L'auteur apprend la langue des Sollasi. Une petite digression sur la vision extérieure et intérieure. Épistémologie. Des Sollasi souffrants. Quelques mots sur la "musique des sphères".

 

Il serait fastidieux de dresser la chronologie détaillée des quelques mois qui passèrent entre mon arrivée à Farémido et le jour où je pus affirmer que, encore que maladroitement et en balbutiant, j'arrivai à m'exprimer dans la langue des Sollasi, et grosso modo à comprendre ce qu'ils disaient. Il est d'ailleurs possible que cet apprentissage ait duré plus longtemps que je ne le croyais alors : cette myriade de nouvelles impressions pénétraient mon esprit à une allure si fiévreuse que je ne songeai même pas à mesurer le temps qui passait, temps dont là-bas la mesure se faisait en réalité selon des lois différentes. (Une journée à Farémido dure deux ou trois fois vingt-quatre heures.) D'un autre côté, ces impressions occupaient tellement toutes mes pensées que ce qui m'est arrivé au quotidien pendant la première période de mon séjour, je ne l'ai enregistré que superficiellement et imprécisément ; par conséquent ma mémoire a surtout retenu les fruits de mon apprentissage, et par contre tout ce qui concernait ma vie corporelle s'est effacé. Je pense avoir compris, et j'ai d'ailleurs observé sur moi-même que le raisonnement que nous croyons servir à comprendre les choses atteint le degré supérieur et le plus intense de ce travail lorsqu'il s'oublie complètement pour collecter et ordonner les phénomènes du monde extérieur. Nous en avons par la suite longtemps discuté avec mon maître, Midoré, le jour où j'essayai à toute force de lui expliquer ce que nous entendons par le terme cerveau humain, puisqu'il était incapable de comprendre cette notion. Il est impossible, disait-il, qu'un instrument tel que votre corps, fabriqué de matériaux périssables et avariés (c'est ainsi qu'il qualifiait la chair et le sang, n'ayant pas de mots plus approprié à ces notions dans son vocabulaire), puisse effectuer le travail de ce cerveau : la compréhension des tenants et aboutissants des choses.
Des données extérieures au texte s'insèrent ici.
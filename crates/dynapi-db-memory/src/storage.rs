use std::sync::atomic::{AtomicU64, Ordering};

use async_trait::async_trait;
use dashmap::DashMap;
use dashmap::mapref::entry::Entry;
use dynapi_core::{TypeDescriptor, document};
use dynapi_storage::{BackingStore, ListOptions, ObjectKey, StorageError};
use serde_json::Value;
use time::OffsetDateTime;

/// Storage key: `(group/version/resource, namespace, name)`.
type StoreKey = (String, Option<String>, String);

/// In-memory backing store.
///
/// Documents are keyed by the target's group, version and resource plus the
/// object key. Every write bumps a store-wide resource version counter.
#[derive(Debug)]
pub struct InMemoryStore {
    data: DashMap<StoreKey, Value>,
    version_counter: AtomicU64,
}

impl InMemoryStore {
    pub fn new() -> Self {
        Self {
            data: DashMap::new(),
            version_counter: AtomicU64::new(1),
        }
    }

    pub fn len(&self) -> usize {
        self.data.len()
    }

    pub fn is_empty(&self) -> bool {
        self.data.is_empty()
    }

    fn next_version(&self) -> String {
        self.version_counter
            .fetch_add(1, Ordering::SeqCst)
            .to_string()
    }

    fn store_key(target: &TypeDescriptor, key: &ObjectKey) -> StoreKey {
        let namespace = if target.namespaced() {
            key.namespace.clone()
        } else {
            None
        };
        (target.gvr().to_string(), namespace, key.name.clone())
    }

    fn key_of(target: &TypeDescriptor, doc: &Value) -> Result<ObjectKey, StorageError> {
        if !doc.is_object() {
            return Err(StorageError::invalid("document must be an object"));
        }
        let name = document::name(doc)
            .filter(|n| !n.is_empty())
            .ok_or_else(|| StorageError::invalid("metadata.name is required"))?;
        let namespace = match (target.namespaced(), document::namespace(doc)) {
            (false, _) => None,
            (true, Some(ns)) if !ns.is_empty() => Some(ns),
            (true, _) => {
                return Err(StorageError::invalid(format!(
                    "metadata.namespace is required for {}",
                    target.resource()
                )));
            }
        };
        Ok(ObjectKey::new(namespace, name))
    }
}

impl Default for InMemoryStore {
    fn default() -> Self {
        Self::new()
    }
}

fn internal(err: impl std::fmt::Display) -> StorageError {
    StorageError::internal(err.to_string())
}

#[async_trait]
impl BackingStore for InMemoryStore {
    async fn get(&self, target: &TypeDescriptor, key: &ObjectKey) -> Result<Value, StorageError> {
        self.data
            .get(&Self::store_key(target, key))
            .map(|entry| entry.value().clone())
            .ok_or_else(|| StorageError::not_found(target.resource(), &key.name))
    }

    async fn list(
        &self,
        target: &TypeDescriptor,
        options: &ListOptions,
    ) -> Result<Vec<Value>, StorageError> {
        let gvr = target.gvr().to_string();
        let namespace = options.namespace.as_deref().filter(|_| target.namespaced());
        let mut matched: Vec<(StoreKey, Value)> = self
            .data
            .iter()
            .filter(|entry| {
                let (entry_gvr, entry_ns, _) = entry.key();
                *entry_gvr == gvr && namespace.is_none_or(|ns| entry_ns.as_deref() == Some(ns))
            })
            .filter(|entry| options.label_selector.matches_document(entry.value()))
            .filter(|entry| options.field_selector.matches(entry.value()))
            .map(|entry| (entry.key().clone(), entry.value().clone()))
            .collect();
        matched.sort_by(|a, b| a.0.cmp(&b.0));

        let limit = options.limit.filter(|&n| n > 0).unwrap_or(usize::MAX);
        Ok(matched.into_iter().take(limit).map(|(_, v)| v).collect())
    }

    async fn create(&self, target: &TypeDescriptor, doc: &Value) -> Result<Value, StorageError> {
        let key = Self::key_of(target, doc)?;
        let store_key = Self::store_key(target, &key);

        let mut stored = doc.clone();
        document::set_resource_version(&mut stored, &self.next_version()).map_err(internal)?;
        document::set_creation_timestamp(&mut stored, OffsetDateTime::now_utc()).map_err(internal)?;
        if let Some(meta) = stored.get_mut("metadata").and_then(Value::as_object_mut) {
            meta.insert("uid".into(), Value::String(uuid::Uuid::new_v4().to_string()));
        }

        match self.data.entry(store_key) {
            Entry::Occupied(_) => {
                Err(StorageError::already_exists(target.resource(), &key.name))
            }
            Entry::Vacant(slot) => {
                slot.insert(stored.clone());
                tracing::debug!(resource = %target, key = %key, "Created document");
                Ok(stored)
            }
        }
    }

    async fn update(&self, target: &TypeDescriptor, doc: &Value) -> Result<Value, StorageError> {
        let key = Self::key_of(target, doc)?;
        let mut entry = self
            .data
            .get_mut(&Self::store_key(target, &key))
            .ok_or_else(|| StorageError::not_found(target.resource(), &key.name))?;

        let current = entry.value();
        let current_version = document::resource_version(current).unwrap_or_default().to_string();
        if let Some(expected) = document::resource_version(doc).filter(|v| !v.is_empty()) {
            if expected != current_version {
                return Err(StorageError::conflict(format!(
                    "the object {key} has been modified: expected resourceVersion {expected}, found {current_version}"
                )));
            }
        }

        let mut stored = doc.clone();
        let preserved: Vec<(&str, Value)> = ["uid", "creationTimestamp"]
            .into_iter()
            .filter_map(|field| current.get("metadata")?.get(field).cloned().map(|v| (field, v)))
            .collect();
        if let Some(meta) = stored.get_mut("metadata").and_then(Value::as_object_mut) {
            for (field, value) in preserved {
                meta.insert(field.to_string(), value);
            }
        }
        document::set_resource_version(&mut stored, &self.next_version()).map_err(internal)?;

        *entry.value_mut() = stored.clone();
        Ok(stored)
    }

    async fn delete(&self, target: &TypeDescriptor, key: &ObjectKey) -> Result<(), StorageError> {
        self.data
            .remove(&Self::store_key(target, key))
            .map(|_| ())
            .ok_or_else(|| StorageError::not_found(target.resource(), &key.name))
    }

    fn backend_name(&self) -> &'static str {
        "memory"
    }
}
Lorsque, voulant corriger son erreur, je l'informai que nos penseurs voient clairement, eux aussi, que le but de la raison humaine est la compréhension du monde, il secoua seulement sa tête incrédule, et me demanda comment procédaient nos prétendus penseurs.

C'est avec joie, heureux, que je saisis cette occasion d'honorer en terre étrangère la gloire des grands philosophes de notre espèce humaine et surtout de ma patrie bien aimée. J'évoquai au petit bonheur quatre ou cinq grands penseurs, et je résumai brièvement le contenu de leurs œuvres. J'exprimai mon contentement de l'évolution rapide des connaissances dans le domaine des lois du cerveau humain, science qui est désormais en mesure de définir la chronologie et la genèse de la pensée. Je rapportai l'activité de grands biologistes qui recherchent et étudient le travail de nos organes ainsi que l'effet des phénomènes sur notre cerveau. Je mentionnai ceux qui prétendent que le travail du cerveau humain est purement et simplement un fonctionnement organique, et ceux qui émettent l'hypothèse que le fonctionnement de l'esprit doit être attribué à une force qui ne peut être réduite à une substance quelconque. Je citai la vision de quelques grands logiciens qui déduisent la genèse du sentiment et de la pensée de principes mathématiques et d'autres qui mettent en avant des symboles métaphysiques. J'esquissai en quelques mots l'état actuel de la philosophie et à la fin je remarquai victorieusement que nous étions très près du temps où nous saurons ce qu'il faut entendre par fonctionnement cérébral.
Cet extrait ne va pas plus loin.